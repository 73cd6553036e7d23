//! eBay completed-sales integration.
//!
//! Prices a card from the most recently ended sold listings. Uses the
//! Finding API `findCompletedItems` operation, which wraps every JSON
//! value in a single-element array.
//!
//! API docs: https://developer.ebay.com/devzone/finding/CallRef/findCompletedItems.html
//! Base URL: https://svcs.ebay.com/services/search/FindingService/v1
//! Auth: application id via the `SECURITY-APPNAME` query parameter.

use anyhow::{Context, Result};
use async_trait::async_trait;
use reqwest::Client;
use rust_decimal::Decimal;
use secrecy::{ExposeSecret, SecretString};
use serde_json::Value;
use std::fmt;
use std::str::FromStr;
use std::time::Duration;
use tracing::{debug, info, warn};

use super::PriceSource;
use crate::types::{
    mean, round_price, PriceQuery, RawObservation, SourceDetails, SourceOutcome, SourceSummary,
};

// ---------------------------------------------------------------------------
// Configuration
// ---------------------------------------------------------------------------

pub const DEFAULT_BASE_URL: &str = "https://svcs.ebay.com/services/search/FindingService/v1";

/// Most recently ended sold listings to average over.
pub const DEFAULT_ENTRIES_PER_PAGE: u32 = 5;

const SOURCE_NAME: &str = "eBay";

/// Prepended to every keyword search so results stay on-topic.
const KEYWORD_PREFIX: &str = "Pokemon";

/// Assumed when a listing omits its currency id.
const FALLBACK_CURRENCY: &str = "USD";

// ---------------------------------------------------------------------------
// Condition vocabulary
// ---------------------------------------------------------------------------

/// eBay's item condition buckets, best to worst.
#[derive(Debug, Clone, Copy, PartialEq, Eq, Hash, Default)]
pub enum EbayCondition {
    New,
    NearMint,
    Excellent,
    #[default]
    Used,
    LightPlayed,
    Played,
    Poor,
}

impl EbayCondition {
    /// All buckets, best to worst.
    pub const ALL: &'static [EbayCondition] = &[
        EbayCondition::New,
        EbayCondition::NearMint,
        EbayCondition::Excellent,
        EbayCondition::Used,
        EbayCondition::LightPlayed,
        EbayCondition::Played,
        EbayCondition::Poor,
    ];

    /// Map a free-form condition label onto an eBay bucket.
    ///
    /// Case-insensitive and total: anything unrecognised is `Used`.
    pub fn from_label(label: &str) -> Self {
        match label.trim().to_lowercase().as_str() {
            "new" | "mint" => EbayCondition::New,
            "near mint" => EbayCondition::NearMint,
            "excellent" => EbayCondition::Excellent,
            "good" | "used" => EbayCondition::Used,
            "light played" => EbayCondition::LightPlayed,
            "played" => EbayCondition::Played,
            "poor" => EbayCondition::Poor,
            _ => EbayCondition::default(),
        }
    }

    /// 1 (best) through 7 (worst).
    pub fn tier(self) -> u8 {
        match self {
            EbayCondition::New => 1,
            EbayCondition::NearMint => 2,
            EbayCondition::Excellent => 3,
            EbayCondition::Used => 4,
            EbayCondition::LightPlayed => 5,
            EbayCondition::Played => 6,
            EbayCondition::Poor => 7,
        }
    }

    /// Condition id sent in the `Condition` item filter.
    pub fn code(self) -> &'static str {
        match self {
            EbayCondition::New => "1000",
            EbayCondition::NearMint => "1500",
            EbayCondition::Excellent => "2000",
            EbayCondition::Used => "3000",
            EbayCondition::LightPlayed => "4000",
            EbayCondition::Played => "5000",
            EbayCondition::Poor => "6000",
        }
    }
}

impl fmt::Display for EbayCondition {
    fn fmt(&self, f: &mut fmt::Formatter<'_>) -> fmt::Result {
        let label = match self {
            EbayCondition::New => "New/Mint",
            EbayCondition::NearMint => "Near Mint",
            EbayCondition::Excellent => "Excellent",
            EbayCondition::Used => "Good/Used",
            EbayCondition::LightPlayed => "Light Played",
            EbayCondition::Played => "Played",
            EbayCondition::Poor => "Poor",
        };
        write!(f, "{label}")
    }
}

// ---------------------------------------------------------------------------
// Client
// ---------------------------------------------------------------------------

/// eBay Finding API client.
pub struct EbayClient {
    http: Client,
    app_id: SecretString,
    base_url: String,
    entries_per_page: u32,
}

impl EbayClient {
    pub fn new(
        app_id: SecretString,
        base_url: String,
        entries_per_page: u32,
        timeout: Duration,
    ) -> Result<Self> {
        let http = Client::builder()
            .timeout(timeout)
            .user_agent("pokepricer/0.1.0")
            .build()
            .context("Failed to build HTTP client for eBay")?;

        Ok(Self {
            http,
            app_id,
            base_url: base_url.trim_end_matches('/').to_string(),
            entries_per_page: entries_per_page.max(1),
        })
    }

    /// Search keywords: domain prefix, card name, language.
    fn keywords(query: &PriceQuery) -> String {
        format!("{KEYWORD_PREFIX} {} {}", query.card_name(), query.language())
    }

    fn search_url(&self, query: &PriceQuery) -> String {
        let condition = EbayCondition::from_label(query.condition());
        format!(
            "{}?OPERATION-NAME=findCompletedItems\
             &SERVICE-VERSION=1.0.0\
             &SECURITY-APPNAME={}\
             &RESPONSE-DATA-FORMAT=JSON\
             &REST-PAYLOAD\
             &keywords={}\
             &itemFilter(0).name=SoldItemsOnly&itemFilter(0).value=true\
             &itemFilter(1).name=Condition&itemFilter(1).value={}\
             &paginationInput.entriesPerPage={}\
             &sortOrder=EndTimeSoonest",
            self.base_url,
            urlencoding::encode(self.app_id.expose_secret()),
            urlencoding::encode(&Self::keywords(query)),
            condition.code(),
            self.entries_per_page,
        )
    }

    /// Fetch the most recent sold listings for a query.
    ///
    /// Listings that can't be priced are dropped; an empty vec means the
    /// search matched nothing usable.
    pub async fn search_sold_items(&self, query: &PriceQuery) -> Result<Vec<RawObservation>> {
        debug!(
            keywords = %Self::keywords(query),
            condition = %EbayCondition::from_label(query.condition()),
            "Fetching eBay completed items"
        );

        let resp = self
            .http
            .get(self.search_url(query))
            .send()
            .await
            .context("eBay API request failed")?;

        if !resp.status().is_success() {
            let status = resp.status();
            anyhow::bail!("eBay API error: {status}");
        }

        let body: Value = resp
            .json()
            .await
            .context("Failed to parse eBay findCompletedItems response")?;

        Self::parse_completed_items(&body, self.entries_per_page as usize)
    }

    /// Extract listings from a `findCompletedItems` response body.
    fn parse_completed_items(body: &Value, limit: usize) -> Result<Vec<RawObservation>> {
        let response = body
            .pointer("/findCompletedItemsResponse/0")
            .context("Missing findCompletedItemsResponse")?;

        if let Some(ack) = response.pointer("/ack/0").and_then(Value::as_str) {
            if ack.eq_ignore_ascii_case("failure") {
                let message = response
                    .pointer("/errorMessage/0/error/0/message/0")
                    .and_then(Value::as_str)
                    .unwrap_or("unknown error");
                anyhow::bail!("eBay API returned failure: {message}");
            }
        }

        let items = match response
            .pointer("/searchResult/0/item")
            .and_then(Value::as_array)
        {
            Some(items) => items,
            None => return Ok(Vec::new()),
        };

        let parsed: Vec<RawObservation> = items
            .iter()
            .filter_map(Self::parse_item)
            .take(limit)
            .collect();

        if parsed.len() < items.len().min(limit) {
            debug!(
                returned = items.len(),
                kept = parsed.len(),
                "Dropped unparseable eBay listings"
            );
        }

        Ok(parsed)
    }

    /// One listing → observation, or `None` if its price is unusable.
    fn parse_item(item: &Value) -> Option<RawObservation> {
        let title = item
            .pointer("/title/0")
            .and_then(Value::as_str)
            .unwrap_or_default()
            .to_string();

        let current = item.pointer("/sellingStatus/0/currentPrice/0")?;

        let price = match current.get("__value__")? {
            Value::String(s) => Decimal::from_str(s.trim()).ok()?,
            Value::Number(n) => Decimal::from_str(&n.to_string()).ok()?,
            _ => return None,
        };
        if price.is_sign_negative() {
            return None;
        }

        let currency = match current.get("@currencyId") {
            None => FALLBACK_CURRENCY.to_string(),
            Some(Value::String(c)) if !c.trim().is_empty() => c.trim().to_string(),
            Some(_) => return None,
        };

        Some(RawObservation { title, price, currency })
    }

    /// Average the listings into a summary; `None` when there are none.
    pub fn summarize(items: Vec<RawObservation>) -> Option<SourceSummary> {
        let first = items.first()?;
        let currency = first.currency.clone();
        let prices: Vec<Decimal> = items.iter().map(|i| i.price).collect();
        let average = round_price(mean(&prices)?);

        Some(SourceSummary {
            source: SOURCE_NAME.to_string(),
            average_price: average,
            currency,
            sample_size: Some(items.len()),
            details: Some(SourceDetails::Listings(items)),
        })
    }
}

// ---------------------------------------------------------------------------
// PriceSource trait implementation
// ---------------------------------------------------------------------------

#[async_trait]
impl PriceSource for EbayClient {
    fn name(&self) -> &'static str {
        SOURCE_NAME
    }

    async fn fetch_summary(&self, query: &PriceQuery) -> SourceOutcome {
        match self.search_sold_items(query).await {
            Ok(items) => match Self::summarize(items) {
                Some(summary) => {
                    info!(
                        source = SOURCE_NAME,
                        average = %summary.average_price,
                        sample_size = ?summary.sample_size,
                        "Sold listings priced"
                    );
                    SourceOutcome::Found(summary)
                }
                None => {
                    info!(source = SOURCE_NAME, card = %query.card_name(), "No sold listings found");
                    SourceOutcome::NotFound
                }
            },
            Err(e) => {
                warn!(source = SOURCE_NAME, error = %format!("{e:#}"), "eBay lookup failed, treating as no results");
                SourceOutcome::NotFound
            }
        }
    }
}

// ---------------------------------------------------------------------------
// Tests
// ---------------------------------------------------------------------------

◆ ◆ ◆ ◆

* **Work required**
Where does the word "Excellent" occur in the records? Return every line that holds it.

* **Solution to this exercise**
    Excellent,
        EbayCondition::Excellent,
            "excellent" => EbayCondition::Excellent,
            EbayCondition::Excellent => 3,
            EbayCondition::Excellent => "2000",
            EbayCondition::Excellent => "Excellent",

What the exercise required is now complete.